HER2 and MET amplification have been recognized as EGFR-independent mechanisms of acquired resistance to osimertinib, and result in continued activation of ERK and AKT [168, 198]. In patients with MET activation, the MET inhibitor, crizotinib, shows activity in preclinical models and case reports [182, 199, 200]. In the phase Ib/II TATTON trial, the combination of osimertinib with the MET inhibitor savolitinib was studied in patients with T790M EGFR-mutated NSCLC and MET amplification. In those who had not previously received a third-generation EGFR TKI, 43% of patients achieved a PR. In those previously treated with a third-generation EGFR TKI the PR rate was 20% [201]. To target both MET and EGFR, the bispecific antibody, LY3164530, was tested in a phase I trial in patients with advanced and metastatic cancer [202]. The authors concluded that the significant toxicities along with a lack of potential predictive biomarkers limited future development, but other dual-targeted agents are under development, including JNJ-61186372.

In HER2 amplified cells with acquired resistance to osimertinib, trastuzumab emtansine has shown preclinical activity [203]. In an animal tumor model that initially responds to osimertinib but eventually relapses, the addition of cetuximab and trastuzumab to osimertinib resulted in rapid and durable inhibition of tumor recurrence [204]. The authors also demonstrated benefit with the addition of an anti-HER3 antibody.
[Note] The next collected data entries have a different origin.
use crate::common::config::InferenceConfig;
use crate::common::{DetectorError, Result};
use crate::core::model::ClassifierModel;
use image::imageops::FilterType;
use image::DynamicImage;
use ndarray::Array4;
use serde::Serialize;
use std::path::Path;

/// Spatial and channel layout the model expects for one image.
#[derive(Debug, Clone, Copy, PartialEq, Eq)]
pub struct InputShape {
    pub height: u32,
    pub width: u32,
    pub channels: usize,
}

impl InputShape {
    /// Reads `(batch, height, width, channels)`. The batch dimension may be
    /// dynamic; the other three must be known.
    pub fn from_declared(declared: &[Option<usize>]) -> Result<Self> {
        let [_, height, width, channels] = declared else {
            return Err(DetectorError::Shape(format!(
                "Model input shape must be 4D, got {}", format_shape(declared)
            )));
        };

        match (height, width, channels) {
            (Some(h), Some(w), Some(c)) if *h > 0 && *w > 0 && (*c == 1 || *c == 3) => Ok(Self {
                height: *h as u32,
                width: *w as u32,
                channels: *c,
            }),
            _ => Err(DetectorError::Shape(format!(
                "Model input shape needs fixed height and width with 1 or 3 channels, got {}",
                format_shape(declared)
            ))),
        }
    }

    pub fn is_grayscale(&self) -> bool {
        self.channels == 1
    }
}

fn format_shape(declared: &[Option<usize>]) -> String {
    let dims: Vec<String> = declared
        .iter()
        .map(|d| d.map_or_else(|| "None".to_string(), |v| v.to_string()))
        .collect();
    format!("({})", dims.join(", "))
}

#[derive(Debug, Clone, PartialEq, Serialize)]
pub struct ClassificationResult {
    pub label: String,
    pub label_index: usize,
    pub confidence: f32,
}

/// Turns one image file into a verdict from a [`ClassifierModel`].
#[derive(Debug, Clone)]
pub struct InferencePipeline {
    threshold: f32,
    labels: [String; 2],
    filter: FilterType,
}

impl Default for InferencePipeline {
    fn default() -> Self {
        Self::new(&InferenceConfig::default())
    }
}

impl InferencePipeline {
    pub fn new(config: &InferenceConfig) -> Self {
        Self {
            threshold: config.threshold,
            labels: config.labels.clone(),
            filter: config.resize_filter.filter_type(),
        }
    }

    pub fn labels(&self) -> &[String; 2] {
        &self.labels
    }

    /// Loads `image_path` as a `(1, H, W, C)` tensor with values in `[0, 1]`.
    ///
    /// The declared shape is checked before the file is opened.
    pub fn preprocess(&self, image_path: &Path, declared: &[Option<usize>]) -> Result<Array4<f32>> {
        let shape = InputShape::from_declared(declared)?;

        let img = image::open(image_path).map_err(|e| {
            DetectorError::Inference(format!("Failed to read image {:?}: {}", image_path, e))
        })?;

        Ok(self.image_to_array(&img, shape))
    }

    fn image_to_array(&self, img: &DynamicImage, shape: InputShape) -> Array4<f32> {
        let (width, height) = (shape.width as usize, shape.height as usize);
        if shape.is_grayscale() {
            let gray = DynamicImage::ImageLuma8(img.to_luma8())
                .resize_exact(shape.width, shape.height, self.filter)
                .to_luma8();
            let mut array = Array4::<f32>::zeros((1, height, width, 1));
            for (x, y, pixel) in gray.enumerate_pixels() {
                array[[0, y as usize, x as usize, 0]] = pixel[0] as f32 / 255.0;
            }
            array
        } else {
            let rgb = DynamicImage::ImageRgb8(img.to_rgb8())
                .resize_exact(shape.width, shape.height, self.filter)
                .to_rgb8();
            let mut array = Array4::<f32>::zeros((1, height, width, 3));
            for (x, y, pixel) in rgb.enumerate_pixels() {
                for c in 0..3 {
                    array[[0, y as usize, x as usize, c]] = pixel[c] as f32 / 255.0;
                }
            }
            array
        }
    }

    /// Maps a raw score to a label. Ties at the threshold go to index 0.
    pub fn interpret(&self, score: f32) -> Result<ClassificationResult> {
        if !score.is_finite() || !(0.0..=1.0).contains(&score) {
            return Err(DetectorError::Inference(format!(
                "Model score {} is outside [0, 1]", score
            )));
        }

        let label_index = usize::from(score > self.threshold);
        Ok(ClassificationResult {
            label: self.labels[label_index].clone(),
            label_index,
            confidence: score,
        })
    }

    pub fn classify<M>(&self, image_path: &Path, model: &M) -> Result<ClassificationResult>
    where
        M: ClassifierModel + ?Sized,
    {
        let input = self.preprocess(image_path, &model.input_shape())?;
        let score = model.predict(input)?;
        let result = self.interpret(score)?;

        tracing::info!(
            "Classified {:?} as '{}' ({:.2})",
            image_path, result.label, result.confidence
        );
        Ok(result)
    }
}

#[cfg(test)]
mod tests {
    use super::*;
    use image::{Rgb, RgbImage};
    use std::cell::Cell;
    use std::path::PathBuf;
    use tempfile::TempDir;

    struct FixedModel {
        shape: Vec<Option<usize>>,
        score: f32,
        seen: Cell<Option<(usize, usize, usize, usize)>>,
    }

    impl FixedModel {
        fn new(shape: Vec<Option<usize>>, score: f32) -> Self {
            Self { shape, score, seen: Cell::new(None) }
        }
    }

    impl ClassifierModel for FixedModel {
        fn input_shape(&self) -> Vec<Option<usize>> {
            self.shape.clone()
        }

        fn predict(&self, input: Array4<f32>) -> Result<f32> {
            self.seen.set(Some(input.dim()));
            Ok(self.score)
        }
    }

    struct FailingModel;

    impl ClassifierModel for FailingModel {
        fn input_shape(&self) -> Vec<Option<usize>> {
            vec![None, Some(8), Some(8), Some(3)]
        }

        fn predict(&self, _input: Array4<f32>) -> Result<f32> {
            Err(DetectorError::Inference("runtime exploded".into()))
        }
    }

    fn colour_image(dir: &TempDir, width: u32, height: u32) -> PathBuf {
        let path = dir.path().join("xray.png");
        let img = RgbImage::from_fn(width, height, |x, y| {
            Rgb([(x % 256) as u8, (y % 256) as u8, 255])
        });
        img.save(&path).unwrap();
        path
    }

    #[test]
    fn colour_model_gets_nhwc_tensor_in_unit_range() {
        let dir = TempDir::new().unwrap();
        let path = colour_image(&dir, 317, 149);
        let pipeline = InferencePipeline::default();

        let tensor = pipeline
            .preprocess(&path, &[None, Some(224), Some(224), Some(3)])
            .unwrap();
        assert_eq!(tensor.dim(), (1, 224, 224, 3));
        assert!(tensor.iter().all(|v| (0.0..=1.0).contains(v)));
        // Blue channel is saturated everywhere.
        assert!(tensor.slice(ndarray::s![0, .., .., 2]).iter().all(|v| *v > 0.99));
    }

    #[test]
    fn grayscale_model_gets_trailing_channel() {
        let dir = TempDir::new().unwrap();
        let path = colour_image(&dir, 64, 300);
        let pipeline = InferencePipeline::default();

        let tensor = pipeline
            .preprocess(&path, &[None, Some(128), Some(128), Some(1)])
            .unwrap();
        assert_eq!(tensor.dim(), (1, 128, 128, 1));
        assert!(tensor.iter().all(|v| (0.0..=1.0).contains(v)));
    }

    #[test]
    fn non_square_shape_uses_height_then_width() {
        let dir = TempDir::new().unwrap();
        let path = colour_image(&dir, 40, 40);
        let pipeline = InferencePipeline::default();

        let tensor = pipeline
            .preprocess(&path, &[Some(1), Some(30), Some(50), Some(3)])
            .unwrap();
        assert_eq!(tensor.dim(), (1, 30, 50, 3));
    }

    #[test]
    fn three_dimensional_shape_fails_before_reading_image() {
        let pipeline = InferencePipeline::default();
        let missing = Path::new("/definitely/not/here.png");

        let result = pipeline.preprocess(missing, &[Some(224), Some(224), Some(3)]);
        assert!(matches!(result, Err(DetectorError::Shape(_))));
    }

    #[test]
    fn dynamic_spatial_dims_are_shape_errors() {
        let pipeline = InferencePipeline::default();
        let result = pipeline.preprocess(Path::new("x.png"), &[None, None, None, Some(3)]);
        assert!(matches!(result, Err(DetectorError::Shape(_))));
    }

    #[test]
    fn unsupported_channel_count_is_shape_error() {
        let pipeline = InferencePipeline::default();
        let result = pipeline.preprocess(Path::new("x.png"), &[None, Some(8), Some(8), Some(4)]);
        assert!(matches!(result, Err(DetectorError::Shape(_))));
    }

    #[test]
    fn unreadable_image_is_inference_error() {
        let dir = TempDir::new().unwrap();
        let path = dir.path().join("not-an-image.png");
        std::fs::write(&path, b"plain text").unwrap();

        let pipeline = InferencePipeline::default();
        let result = pipeline.preprocess(&path, &[None, Some(8), Some(8), Some(3)]);
        assert!(matches!(result, Err(DetectorError::Inference(_))));
    }

    #[test]
    fn threshold_tie_goes_to_first_label() {
        let pipeline = InferencePipeline::default();

        let tie = pipeline.interpret(0.5).unwrap();
        assert_eq!(tie.label_index, 0);
        assert_eq!(tie.label, "fractured");
        assert_eq!(tie.confidence, 0.5);

        let above = pipeline.interpret(0.51).unwrap();
        assert_eq!(above.label_index, 1);
        assert_eq!(above.label, "not fractured");
        assert_eq!(above.confidence, 0.51);
    }

    #[test]
    fn invalid_scores_are_rejected() {
        let pipeline = InferencePipeline::default();
        assert!(matches!(pipeline.interpret(f32::NAN), Err(DetectorError::Inference(_))));
        assert!(matches!(pipeline.interpret(1.2), Err(DetectorError::Inference(_))));
    }

    #[test]
    fn configured_threshold_and_labels_apply() {
        let config = InferenceConfig {
            threshold: 0.8,
            labels: ["positive".into(), "negative".into()],
            ..InferenceConfig::default()
        };
        let pipeline = InferencePipeline::new(&config);
        assert_eq!(pipeline.interpret(0.8).unwrap().label, "positive");
        assert_eq!(pipeline.interpret(0.81).unwrap().label, "negative");
    }

    #[test]
    fn classify_feeds_model_and_reports_raw_score() {
        let dir = TempDir::new().unwrap();
        let path = colour_image(&dir, 20, 10);
        let model = FixedModel::new(vec![None, Some(16), Some(16), Some(1)], 0.51);

        let result = InferencePipeline::default().classify(&path, &model).unwrap();
        assert_eq!(result.label, "not fractured");
        assert_eq!(result.confidence, 0.51);
        assert_eq!(model.seen.get(), Some((1, 16, 16, 1)));
    }

    #[test]
    fn classify_surfaces_prediction_failure() {
        let dir = TempDir::new().unwrap();
        let path = colour_image(&dir, 20, 10);
        let result = InferencePipeline::default().classify(&path, &FailingModel);
        assert!(matches!(result, Err(DetectorError::Inference(msg)) if msg.contains("exploded")));
    }
}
There is an ongoing phase I trial of the HER3-targeting antibody drug conjugate, U3-1402, in patients with NSCLC and an activating EGFR mutation who either progressed on osimertinib or are T790M negative at the time of disease progression [205].

Conclusion

The discovery of EGFR mutations in NSCLC and the development of EGFR TKIs to target them have helped define the modern era of precision medicine. Our understanding of the molecular mechanisms of disease and resistance has allowed us to deliver innovative ways of targeting this disease, and expanded our ability to treat patients. The latest generation of EGFR TKI, osimertinib, has shown dramatic benefits, first in overcoming T790M-mediated resistance, and more recently as the first-line therapy with the longest PFS. Given its efficacy in treating CNS metastases, we are likely to redefine the optimal sequence of treatment for this special population of patients while optimizing quality of life. We have already embarked upon the next challenge of treating acquired resistance to third-generation inhibitors with several new compounds in clinical trials. Multiple mechanisms occur in acquired resistance, and future directions to overcome this might involve combination therapy targeted to the specific resistance genotype. Whereas no effective options have been available for patients with the exon 20 insertion, early clinical data show promising results for poziotinib and AP32788. We await further reports on these agents as well as others to target rare mutations in EGFR. The story of the discovery of targeted treatment for EGFR-mutated NSCLC has taught us that a deep understanding of the molecular mechanisms of disease can lead to powerful personalized treatment.